(YOUR ASSIGNMENT): From the listing below, retype exactly the line holding "let spans: Vec<String>", the line holding "review_dates_raw: list_items(self.review_dates.as_ref())", and the lines between them; skip everything else.
START DATASET RECORDS
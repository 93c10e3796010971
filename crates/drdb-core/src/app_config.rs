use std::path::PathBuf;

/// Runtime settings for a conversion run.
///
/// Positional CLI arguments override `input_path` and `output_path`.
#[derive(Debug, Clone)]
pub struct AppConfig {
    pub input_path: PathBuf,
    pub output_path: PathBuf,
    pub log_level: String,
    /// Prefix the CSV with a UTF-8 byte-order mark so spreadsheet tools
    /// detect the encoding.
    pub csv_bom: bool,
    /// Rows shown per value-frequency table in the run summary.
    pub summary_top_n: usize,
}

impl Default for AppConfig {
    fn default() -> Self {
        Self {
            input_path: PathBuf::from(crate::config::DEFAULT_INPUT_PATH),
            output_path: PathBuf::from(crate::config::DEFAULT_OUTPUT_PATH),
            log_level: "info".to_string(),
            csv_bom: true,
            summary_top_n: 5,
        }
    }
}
END DATASET RECORDS
START DATASET RECORDS
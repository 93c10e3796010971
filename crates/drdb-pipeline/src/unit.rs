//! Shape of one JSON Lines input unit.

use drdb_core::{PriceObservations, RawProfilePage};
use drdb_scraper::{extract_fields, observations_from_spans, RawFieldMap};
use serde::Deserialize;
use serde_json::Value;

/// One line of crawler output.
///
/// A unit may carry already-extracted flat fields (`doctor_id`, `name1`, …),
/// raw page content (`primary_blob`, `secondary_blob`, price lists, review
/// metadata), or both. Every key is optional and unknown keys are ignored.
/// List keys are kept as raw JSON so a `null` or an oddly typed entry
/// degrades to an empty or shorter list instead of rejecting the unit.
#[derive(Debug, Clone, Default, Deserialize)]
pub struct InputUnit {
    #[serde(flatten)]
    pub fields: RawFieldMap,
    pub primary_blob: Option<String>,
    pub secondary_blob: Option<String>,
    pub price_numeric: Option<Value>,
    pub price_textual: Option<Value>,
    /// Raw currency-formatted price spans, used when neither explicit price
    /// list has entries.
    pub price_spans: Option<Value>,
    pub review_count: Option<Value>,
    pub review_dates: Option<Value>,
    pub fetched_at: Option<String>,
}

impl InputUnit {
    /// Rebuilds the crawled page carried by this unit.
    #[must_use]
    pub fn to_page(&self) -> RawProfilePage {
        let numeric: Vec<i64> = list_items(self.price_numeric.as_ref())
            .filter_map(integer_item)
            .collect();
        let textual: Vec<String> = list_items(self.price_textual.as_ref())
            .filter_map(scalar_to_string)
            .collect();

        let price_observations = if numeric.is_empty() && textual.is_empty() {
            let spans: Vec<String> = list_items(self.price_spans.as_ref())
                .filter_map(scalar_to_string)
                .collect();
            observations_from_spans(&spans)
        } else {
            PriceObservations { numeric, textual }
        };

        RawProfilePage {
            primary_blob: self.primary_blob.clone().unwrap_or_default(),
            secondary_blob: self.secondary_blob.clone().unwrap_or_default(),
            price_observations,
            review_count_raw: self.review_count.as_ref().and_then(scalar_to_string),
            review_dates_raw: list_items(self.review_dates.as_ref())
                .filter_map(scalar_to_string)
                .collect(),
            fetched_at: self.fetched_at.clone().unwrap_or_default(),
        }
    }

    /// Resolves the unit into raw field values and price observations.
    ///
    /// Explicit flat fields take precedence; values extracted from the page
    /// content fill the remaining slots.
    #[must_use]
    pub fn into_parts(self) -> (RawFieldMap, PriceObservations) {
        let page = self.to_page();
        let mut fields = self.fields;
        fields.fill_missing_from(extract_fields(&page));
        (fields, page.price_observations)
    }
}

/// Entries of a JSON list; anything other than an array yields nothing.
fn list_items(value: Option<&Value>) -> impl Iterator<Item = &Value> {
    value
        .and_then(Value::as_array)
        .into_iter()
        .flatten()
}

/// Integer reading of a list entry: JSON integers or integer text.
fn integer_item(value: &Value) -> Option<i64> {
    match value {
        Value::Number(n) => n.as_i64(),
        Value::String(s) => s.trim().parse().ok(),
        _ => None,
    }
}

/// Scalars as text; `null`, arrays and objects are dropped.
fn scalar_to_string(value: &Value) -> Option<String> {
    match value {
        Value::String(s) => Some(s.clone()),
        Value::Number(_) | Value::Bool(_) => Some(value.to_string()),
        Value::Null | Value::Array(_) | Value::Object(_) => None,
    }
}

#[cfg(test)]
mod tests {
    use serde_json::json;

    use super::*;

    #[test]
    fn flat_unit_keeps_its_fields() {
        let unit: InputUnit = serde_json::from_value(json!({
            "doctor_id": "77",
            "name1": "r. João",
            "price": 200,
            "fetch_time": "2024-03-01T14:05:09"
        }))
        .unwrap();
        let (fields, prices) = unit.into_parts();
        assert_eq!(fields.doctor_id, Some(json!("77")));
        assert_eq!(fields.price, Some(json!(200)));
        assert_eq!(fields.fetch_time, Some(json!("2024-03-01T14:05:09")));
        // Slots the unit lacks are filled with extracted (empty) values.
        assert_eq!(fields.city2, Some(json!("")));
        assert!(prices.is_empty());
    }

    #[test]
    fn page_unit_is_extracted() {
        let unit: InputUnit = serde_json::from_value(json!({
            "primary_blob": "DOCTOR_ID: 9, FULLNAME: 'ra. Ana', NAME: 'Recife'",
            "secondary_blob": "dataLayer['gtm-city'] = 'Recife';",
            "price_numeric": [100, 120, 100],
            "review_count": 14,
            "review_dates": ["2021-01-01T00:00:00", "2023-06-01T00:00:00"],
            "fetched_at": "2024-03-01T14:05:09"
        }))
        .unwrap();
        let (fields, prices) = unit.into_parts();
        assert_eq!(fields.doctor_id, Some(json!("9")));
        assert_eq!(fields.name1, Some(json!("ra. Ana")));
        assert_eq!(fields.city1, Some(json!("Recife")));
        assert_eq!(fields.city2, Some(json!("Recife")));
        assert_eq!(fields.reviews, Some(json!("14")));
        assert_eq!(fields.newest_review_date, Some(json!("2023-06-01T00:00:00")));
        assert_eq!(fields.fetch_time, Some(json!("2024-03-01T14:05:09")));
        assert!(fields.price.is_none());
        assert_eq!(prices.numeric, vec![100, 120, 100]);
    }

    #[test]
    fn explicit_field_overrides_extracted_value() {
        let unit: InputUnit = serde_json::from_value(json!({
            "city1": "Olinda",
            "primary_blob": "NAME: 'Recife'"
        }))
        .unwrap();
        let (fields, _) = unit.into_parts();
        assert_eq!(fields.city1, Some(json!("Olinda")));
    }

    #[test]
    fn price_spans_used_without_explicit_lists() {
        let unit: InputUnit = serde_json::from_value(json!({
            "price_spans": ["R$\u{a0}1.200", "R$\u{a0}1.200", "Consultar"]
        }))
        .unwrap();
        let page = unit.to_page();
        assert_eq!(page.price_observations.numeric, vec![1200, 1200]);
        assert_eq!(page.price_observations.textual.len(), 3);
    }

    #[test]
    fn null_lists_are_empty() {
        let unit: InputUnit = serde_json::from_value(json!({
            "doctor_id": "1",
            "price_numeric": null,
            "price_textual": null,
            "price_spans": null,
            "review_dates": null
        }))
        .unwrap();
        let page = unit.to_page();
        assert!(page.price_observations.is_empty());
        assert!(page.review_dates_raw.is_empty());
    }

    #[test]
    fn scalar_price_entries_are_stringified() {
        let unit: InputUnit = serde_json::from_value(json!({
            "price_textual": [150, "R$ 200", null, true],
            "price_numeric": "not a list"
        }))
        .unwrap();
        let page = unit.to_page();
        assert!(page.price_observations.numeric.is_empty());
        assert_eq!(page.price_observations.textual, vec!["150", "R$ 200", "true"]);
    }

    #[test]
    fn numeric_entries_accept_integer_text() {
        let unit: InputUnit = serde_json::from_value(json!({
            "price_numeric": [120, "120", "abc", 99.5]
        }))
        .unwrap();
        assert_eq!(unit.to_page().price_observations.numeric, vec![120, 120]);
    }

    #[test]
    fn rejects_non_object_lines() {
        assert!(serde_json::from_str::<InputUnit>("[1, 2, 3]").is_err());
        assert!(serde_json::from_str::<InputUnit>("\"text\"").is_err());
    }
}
END DATASET RECORDS
(SOLUTION BELOW):
            let spans: Vec<String> = list_items(self.price_spans.as_ref())
                .filter_map(scalar_to_string)
                .collect();
            observations_from_spans(&spans)
        } else {
            PriceObservations { numeric, textual }
        };

        RawProfilePage {
            primary_blob: self.primary_blob.clone().unwrap_or_default(),
            secondary_blob: self.secondary_blob.clone().unwrap_or_default(),
            price_observations,
            review_count_raw: self.review_count.as_ref().and_then(scalar_to_string),
            review_dates_raw: list_items(self.review_dates.as_ref())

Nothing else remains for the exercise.